Although many growers applied sprays at bloom based on predictive models (Cougar Blight or MaryBlyt), the extended and/or frequent infection periods may have left blossoms vulnerable to attack from bacteria. The symptoms of these early season infections may be just appearing now in orchards. However, fire blight can also enter trees through wounds caused by hail, insects, summer pruning, deer feeding, and even thunderstorms. In fact, inoculum can be spread large distances throughout a region during storms. So, the infections that are appearing in some areas may be a result of post-bloom infections.

It is important to remember that trees, particularly young trees, can be infected but not exhibit symptoms of the disease until ideal conditions occur the subsequent season. Once conditions are right, the bacteria move quickly from the new growth through to the older growth. Bearing and non-bearing young trees can be killed by this disease, while older mature trees may survive but show significant damage.

So, now that fire blight is present, to prune or not to prune-that is the question all growers are asking. Unfortunately there is no easy answer, since the severity of the infection and the weather conditions suitable for infection impact the decision.

Pruning the trees at this time of year can have two different outcomes:

  • Reduce the inoculum and prevent the spread of disease.
  • Increase shoot growth, making the tree even more susceptible to fire blight.

When dealing with older (>10 year old) vigorous trees that have many fire blight strikes, avoid pruning out shoot and blossom strikes early in the growing season. Extensive early pruning stimulates trees to produce succulent shoots, making them more susceptible to infections. When dealing with high vigour trees that have only a few fire blight infections, pruning out the fire blight may help to provide complete control of this disease.

In slow growing, low vigour trees or trees that have been sprayed with Apogee, the bacteria generally doesn't move into major limbs or trunks during the growing season. As a result, lesions can be pruned out when the tree is dormant. This may help to save growers time and money.

In comparison, young vigorous trees are very susceptible to fire blight and the bacteria may move rapidly into the trunk and down to the rootstock, killing the tree. As a result, pruning is recommended on young trees as soon as infection appears to prevent the spread of the disease to adjacent trees.

Keep in mind that once the terminal buds have set on apple trees, fire blight stops spreading within infected trees. Summer pruning to increase fruiting wood in high-density orchards encourages new shoot growth and extends the susceptibility period for shoot blight. However, leaving the disease in the orchard may serve as a source of inoculum, and cause increased infections in the result of hail, severe storm, or high wind damage.
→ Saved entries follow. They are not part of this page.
//! Polynomial fitting and evaluation.
//!
//! Coefficients are stored in ascending order: `c[0] + c[1] x + c[2] x^2 + ...`.

use nalgebra::{DMatrix, DVector};

use super::solve_least_squares;

/// Least-squares polynomial of degree `deg`; `None` if the design is singular
/// or there are fewer points than coefficients.
pub fn polyfit(x: &[f64], y: &[f64], deg: usize) -> Option<Vec<f64>> {
    let n = x.len();
    if n != y.len() || n < deg + 1 {
        return None;
    }
    let design = DMatrix::from_fn(n, deg + 1, |i, j| x[i].powi(j as i32));
    let rhs = DVector::from_column_slice(y);
    solve_least_squares(&design, &rhs).map(|beta| beta.iter().copied().collect())
}

/// Straight line fit, returned as `(intercept, slope)`.
pub fn linear_fit(x: &[f64], y: &[f64]) -> Option<(f64, f64)> {
    polyfit(x, y, 1).map(|c| (c[0], c[1]))
}

/// Linear ephemeris `(epoch, period)` from transit numbers and times.
pub fn fit_ephemeris(index: &[i64], tts: &[f64]) -> Option<(f64, f64)> {
    let x: Vec<f64> = index.iter().map(|&i| i as f64).collect();
    linear_fit(&x, tts)
}

/// Map `x` from `[lo, hi]` onto the Legendre domain `[-1, 1]`.
pub fn to_legendre_domain(x: f64, lo: f64, hi: f64) -> f64 {
    2.0 * (x - lo) / (hi - lo) - 1.0
}

/// Legendre polynomial `P_n(x)` by the three-term recurrence.
pub fn legendre(n: usize, x: f64) -> f64 {
    match n {
        0 => 1.0,
        1 => x,
        _ => {
            let (mut p0, mut p1) = (1.0, x);
            for k in 1..n {
                let kf = k as f64;
                let p2 = ((2.0 * kf + 1.0) * x * p1 - kf * p0) / (kf + 1.0);
                p0 = p1;
                p1 = p2;
            }
            p1
        }
    }
}

#[cfg(test)]
mod tests {
    use super::*;

    fn polyval(coeffs: &[f64], x: f64) -> f64 {
        coeffs.iter().rev().fold(0.0, |acc, &c| acc * x + c)
    }

    #[test]
    fn polyfit_recovers_quadratic() {
        let x: Vec<f64> = (0..10).map(|i| i as f64 * 0.3).collect();
        let y: Vec<f64> = x.iter().map(|v| 1.0 - 2.0 * v + 0.5 * v * v).collect();
        let c = polyfit(&x, &y, 2).unwrap();
        assert!((c[0] - 1.0).abs() < 1e-9);
        assert!((c[1] + 2.0).abs() < 1e-9);
        assert!((c[2] - 0.5).abs() < 1e-9);
        assert!((polyval(&c, 2.0) - (1.0 - 4.0 + 2.0)).abs() < 1e-9);
    }

    #[test]
    fn ephemeris_fit_with_missing_epochs() {
        let index = [0, 1, 3, 7];
        let tts: Vec<f64> = index.iter().map(|&i| 100.0 + 3.5 * i as f64).collect();
        let (epoch, period) = fit_ephemeris(&index, &tts).unwrap();
        assert!((epoch - 100.0).abs() < 1e-9);
        assert!((period - 3.5).abs() < 1e-9);
    }

    #[test]
    fn legendre_low_orders() {
        assert_eq!(legendre(0, 0.3), 1.0);
        assert_eq!(legendre(1, 0.3), 0.3);
        assert!((legendre(2, 0.3) - 0.5 * (3.0 * 0.09 - 1.0)).abs() < 1e-12);
        assert_eq!(to_legendre_domain(5.0, 0.0, 10.0), 0.0);
    }
}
If you decide to prune out fire blight strikes, remember to make cuts into at least 2 year old wood where the bacteria is less likely to multiply. Pruning cuts should be about 30 cm (12 inches or more) below the visible symptoms. Always prune during cooler, dry weather, since it reduces the potential for spreading the disease. Do not prune when day time temperatures are above 28oC. During pruning, tools should be disinfected between cuts by dipping them in a 70% to 75% denatured ethyl alcohol solution (one part denatured alcohol to three parts water) or a 6% sodium hypochlorite solution (one part laundry bleach to four parts water).
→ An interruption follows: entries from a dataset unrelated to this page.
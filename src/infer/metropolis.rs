//! Adaptive random-walk Metropolis sampler.
//!
//! During tuning the proposal covariance is diagonal with per-coordinate
//! widths learned from the chain's own history, and a global scale is steered
//! toward the requested acceptance rate. Tuning draws are discarded. Chains
//! are independent (seeded `seed + chain`) and run in parallel.

use rand::SeedableRng;
use rand::rngs::StdRng;
use rand_distr::{Distribution, StandardNormal, Uniform};
use rayon::prelude::*;
use tracing::debug;

use super::{Model, SampleSettings, Trace};
use crate::error::FitError;

/// Tuning window between proposal updates.
const ADAPT_WINDOW: usize = 50;

#[derive(Debug, Clone, Default)]
pub struct Metropolis;

struct ChainOutput {
    draws: Vec<Vec<f64>>,
    accepted: usize,
}

impl Metropolis {
    pub fn run(&self, model: &dyn Model, start: &[f64], settings: &SampleSettings) -> Result<Trace, FitError> {
        if !model.log_prob(start).is_finite() {
            return Err(FitError::NonFiniteStart);
        }
        let chains = settings.chains.max(1);
        let outputs: Vec<ChainOutput> = (0..chains)
            .into_par_iter()
            .map(|chain| run_chain(model, start, settings, settings.seed.wrapping_add(chain as u64)))
            .collect();

        let total = (chains * settings.draws).max(1);
        let accepted: usize = outputs.iter().map(|o| o.accepted).sum();
        let draws: Vec<Vec<f64>> = outputs.into_iter().flat_map(|o| o.draws).collect();
        let acceptance = accepted as f64 / total as f64;
        debug!(chains, draws = draws.len(), acceptance, "metropolis sampling done");

        if draws.iter().any(|d| d.iter().any(|v| !v.is_finite())) {
            return Err(FitError::numerical("sampler produced non-finite draws"));
        }
        Ok(Trace { draws, acceptance })
    }
}

fn run_chain(model: &dyn Model, start: &[f64], settings: &SampleSettings, seed: u64) -> ChainOutput {
    let mut rng = StdRng::seed_from_u64(seed);
    let unit = Uniform::new(0.0_f64, 1.0);
    let dim = start.len();

    let mut scales: Vec<f64> = model
        .scales()
        .into_iter()
        .map(|s| if s > 0.0 { s } else { 0.1 })
        .collect();
    scales.resize(dim, 0.1);
    let mut global = 2.38 / (dim.max(1) as f64).sqrt();

    let mut x = start.to_vec();
    let mut lp = model.log_prob(&x);
    let mut proposal = vec![0.0; dim];

    // Running moments for the diagonal proposal (Welford).
    let mut n_hist = 0.0;
    let mut mean = vec![0.0; dim];
    let mut m2 = vec![0.0; dim];
    let mut window_accepts = 0;

    let mut draws = Vec::with_capacity(settings.draws);
    let mut accepted = 0;

    for step in 0..settings.tune + settings.draws {
        for i in 0..dim {
            let z: f64 = StandardNormal.sample(&mut rng);
            proposal[i] = x[i] + global * scales[i] * z;
        }
        let lp_new = model.log_prob(&proposal);
        let accept = lp_new.is_finite() && unit.sample(&mut rng).ln() < lp_new - lp;
        if accept {
            x.copy_from_slice(&proposal);
            lp = lp_new;
        }

        if step < settings.tune {
            window_accepts += usize::from(accept);
            n_hist += 1.0;
            for i in 0..dim {
                let delta = x[i] - mean[i];
                mean[i] += delta / n_hist;
                m2[i] += delta * (x[i] - mean[i]);
            }
            if (step + 1) % ADAPT_WINDOW == 0 {
                let rate = window_accepts as f64 / ADAPT_WINDOW as f64;
                global *= (rate - settings.target_accept).exp();
                window_accepts = 0;
                // Switch to empirical widths once enough history exists.
                if step + 1 >= 4 * ADAPT_WINDOW {
                    for i in 0..dim {
                        let sd = (m2[i] / n_hist).sqrt();
                        if sd.is_finite() && sd > 0.0 {
                            scales[i] = sd;
                        }
                    }
                }
            }
        } else {
            accepted += usize::from(accept);
            draws.push(x.clone());
        }
    }

    ChainOutput { draws, accepted }
}
//! Light-curve detrending.
//!
//! Segments are found at gaps and flux jumps, in-transit cadences are masked,
//! and a quasi-periodic GP (optionally with per-segment ramps) is fitted to the
//! out-of-transit flux and divided out. Known long cadence ringing modes can be
//! notch filtered beforehand.

pub mod gaps;
pub mod gp;
pub mod mask;
pub mod ringing;

pub use gaps::{Segmentation, identify_gaps};
pub use gp::{DetrendOptions, TrendFit, TrendModel, flatten_with_fallback, flatten_with_gp};
pub use mask::{make_transit_mask, mask_planets, mask_with_widths};
pub use ringing::filter_ringing;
In sections where trees are severely affected or trees are continuously infected year after year, it may be more cost-effective to simply prune it than remove the whole tree.

Other important points to keep in mind:

  • If applying copper, reduce the risk of phytotoxicity by using alone on dry leaves under fast-drying conditions with low volumes of water.
  • If wet weather is not predicted, pruning clippings should be tossed into the row middles and allowed to dry before mowing them down.
  • Avoid hand thinning, bud pinching and other activities until after terminal set, since these activities may help to spread the disease.
  • Continue monitoring and managing insects in infected blocks that may spread the fire blight bacteria, such as aphids and leafhoppers.

There is an updated version of Maryblyt now available for Windows, which incorporates several cosmetic and functional changes. The update can be downloaded free of charge from the West Virginia University KTFREC website:

Take advantage this fall and winter to familiarize yourself with the program, so it's ready to be used when the time comes next year.